The first three of the Ten Commandments deal with our relationship with God. Four points stand out in these passages:

You shall have no other gods before me.

You shall not make for yourself an idol.

I the Lord your God am a jealous God.

You shall not make wrongful use of the name of the Lord your God.

Most of us are probably not into making golden calves, Baal worship, or sacrificing things to other assorted ancient demons. The bad news is we have modern idols to who we gladly sacrifice our attention and resources.  Do we indulge in anything to excess? Are there things that we put at a higher priority than God?

We all do this at times. Whether we put good things on a pedestal higher than they should be, or put good things in improper balance, or we indulge in things that just plain aren’t healthy for us and the greater community, we are all guilty of getting caught up in things. We make gods out of things that were never meant to be gods, things that have no intrinsic power.

God warns us about idolatry because He knows it’s not healthy for us. It’s easy to look at the Law as a buzz kill- ruining our fun so to speak- but in reality the Law serves two purposes. One is that the Law is a protective boundary.  When we chase idols we harm ourselves and others, and separate ourselves from God. The other purpose of the Law is to lead us to Jesus and show us our desperate need for Him.  None of us can completely obey the Law 100%.  Only Jesus was capable of living by the Law 100%.
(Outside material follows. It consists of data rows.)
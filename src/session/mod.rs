pub mod game_session;

pub use game_session::*;
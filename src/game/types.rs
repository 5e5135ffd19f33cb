//! ゲームの基本型定義モジュール
//! 盤面サイズ、座標、近傍イテレータ、ゲーム進行状態を定義する。

use serde::{Deserialize, Serialize};

use crate::error::{GameError, Result};

/// 近傍8マスへの移動ベクトル
/// 行優先順（中心を除く）で並べる
const DIRECTIONS: [(isize, isize); 8] = [
    (-1, -1), (-1, 0), (-1, 1),  // 左上、上、右上
    (0, -1),           (0, 1),   // 左、右
    (1, -1),  (1, 0),  (1, 1),   // 左下、下、右下
];

/// 盤面の大きさ（行数×列数）
#[derive(Debug, Clone, Copy, PartialEq, Eq, Hash, Serialize)]
pub struct BoardSize {
    pub rows: usize,
    pub cols: usize,
}

impl BoardSize {
    /// 行・列ともに1以上でなければエラーを返す
    pub fn new(rows: usize, cols: usize) -> Result<Self> {
        if rows == 0 || cols == 0 {
            return Err(GameError::InvalidDimensions { rows, cols });
        }
        rows.checked_mul(cols)
            .ok_or(GameError::InvalidDimensions { rows, cols })?;
        Ok(Self { rows, cols })
    }

    /// 盤面の総マス数
    pub fn total_cells(&self) -> usize {
        self.rows * self.cols
    }

    /// 座標がこの盤面の範囲内かチェックする
    pub fn contains(&self, position: Position) -> bool {
        position.row < self.rows && position.col < self.cols
    }

    /// 範囲チェック付きで座標を生成する
    pub fn position(&self, row: isize, col: isize) -> Result<Position> {
        Position::new(row, col, *self)
    }

    /// 盤面上の全座標を行優先順で列挙する
    pub fn positions(&self) -> impl Iterator<Item = Position> {
        let cols = self.cols;
        (0..self.total_cells()).map(move |index| Position {
            row: index / cols,
            col: index % cols,
        })
    }

    /// 最初のクリックで除外されうる最大マス数（クリック位置と近傍）
    pub fn max_exclusion_zone(&self) -> usize {
        self.rows.min(3) * self.cols.min(3)
    }

    pub(crate) fn index_of(&self, position: Position) -> usize {
        position.row * self.cols + position.col
    }
}

/// 盤面上の座標を表す構造体
/// 生成時に盤面サイズで範囲検証されるため、生成後は不変
#[derive(Debug, Clone, Copy, PartialEq, Eq, Hash, Serialize)]
pub struct Position {
    row: usize,
    col: usize,
}

impl Position {
    /// 範囲チェック付きのコンストラクタ
    /// 負の値や盤面外の座標はOutOfRangeエラー
    pub fn new(row: isize, col: isize, size: BoardSize) -> Result<Self> {
        let out_of_range = GameError::OutOfRange {
            row,
            col,
            rows: size.rows,
            cols: size.cols,
        };
        let r = usize::try_from(row).map_err(|_| out_of_range)?;
        let c = usize::try_from(col).map_err(|_| out_of_range)?;
        if r >= size.rows || c >= size.cols {
            return Err(out_of_range);
        }
        Ok(Self { row: r, col: c })
    }

    pub fn row(&self) -> usize {
        self.row
    }

    pub fn col(&self) -> usize {
        self.col
    }

    /// 盤面内に収まる近傍座標（最大8個）を返す
    pub fn neighbors(&self, size: BoardSize) -> Neighbors {
        Neighbors {
            center: *self,
            size,
            index: 0,
        }
    }
}

/// 近傍座標のイテレータ
/// Cloneすれば同じ列挙を最初からやり直せる
#[derive(Debug, Clone)]
pub struct Neighbors {
    center: Position,
    size: BoardSize,
    index: usize,
}

impl Iterator for Neighbors {
    type Item = Position;

    fn next(&mut self) -> Option<Position> {
        while let Some(&(dr, dc)) = DIRECTIONS.get(self.index) {
            self.index += 1;

            let Some(row) = self.center.row.checked_add_signed(dr) else {
                continue;
            };
            let Some(col) = self.center.col.checked_add_signed(dc) else {
                continue;
            };
            if row < self.size.rows && col < self.size.cols {
                return Some(Position { row, col });
            }
        }
        None
    }

    fn size_hint(&self) -> (usize, Option<usize>) {
        (0, Some(DIRECTIONS.len().saturating_sub(self.index)))
    }
}

/// ゲームの進行状態を表すenum
/// WonとLostは終端状態で、リセットまで盤面操作を受け付けない
#[derive(Debug, Clone, Copy, PartialEq, Eq, Hash, Serialize, Deserialize)]
pub enum GameState {
    Playing,
    Won,
    Lost,
}

impl GameState {
    /// 終端状態（勝利または敗北）かチェックする
    pub fn is_terminal(self) -> bool {
        matches!(self, GameState::Won | GameState::Lost)
    }
}

impl Default for GameState {
    fn default() -> Self {
        GameState::Playing
    }
}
The practical application of these first few Commandments is to underscore God is a jealous God. He made us for His good purpose and we belong to Him. He doesn’t want just a little bit of us on Sunday mornings- if we bother to drag ourselves out of bed and away from the TV for an hour or two to come to church to sing a few songs and (hopefully) pay attention to a 20 minute sermon.  He doesn’t just want a little bit of us when we are hurting and need comfort.  Yes, God does want us to come to church because we need each other as the Body of Christ, and we need Word and Sacrament to sustain us- but He wants us the rest of the time too.

He wants all of us, all of the time, even when we are running kicking and screaming from Him.

God has given us His name to call on Him- in praise and worship and thanks, to bless others, and in times of trouble. It is a privilege to be able to call upon Him, and a terrible insult to use His name as a curse.

Worship and prayer are regular spiritual disciplines that remind us that God is the One in charge.

Worship is not just going to church on Sunday- though Sunday worship at church with other believers and staying in community is important- so important that God commands to dedicate a day out of our week to worship. Worship is actively acknowledging that God is Who God says He is- the Creator, the I AM God of the universe.  The concept of worship actually covers a LOT of ground.  Thanking God for the gift of breath, for the beauty of creation, for the privilege of being able to come to Him anytime with anything, these are all part of worship.  Prayer is simply talking with God about anything.

Of course if we examine ourselves against the first three Commandments we discover we are not so hot at upholding our end of our relationship with God. We are all law breakers. We all fall short of God’s ideal for us.

Worship and prayer are regular spiritual disciplines that remind us that God is the One in charge.

Brother Lawrence, a 17th century monk, wrote a short but insightful book called Practicing the Presence of God.  He models a way of living our daily lives in prayer and worship- in how we work and in how we serve others.

Everything we do should be an act of worship, and we should always walk with God in prayer. The Law reminds us that we fall short of that goal, but the Good News is that in our Baptism we put on Christ.  In Christ God does not see our imperfections, but only the sacrifice of His perfect Son.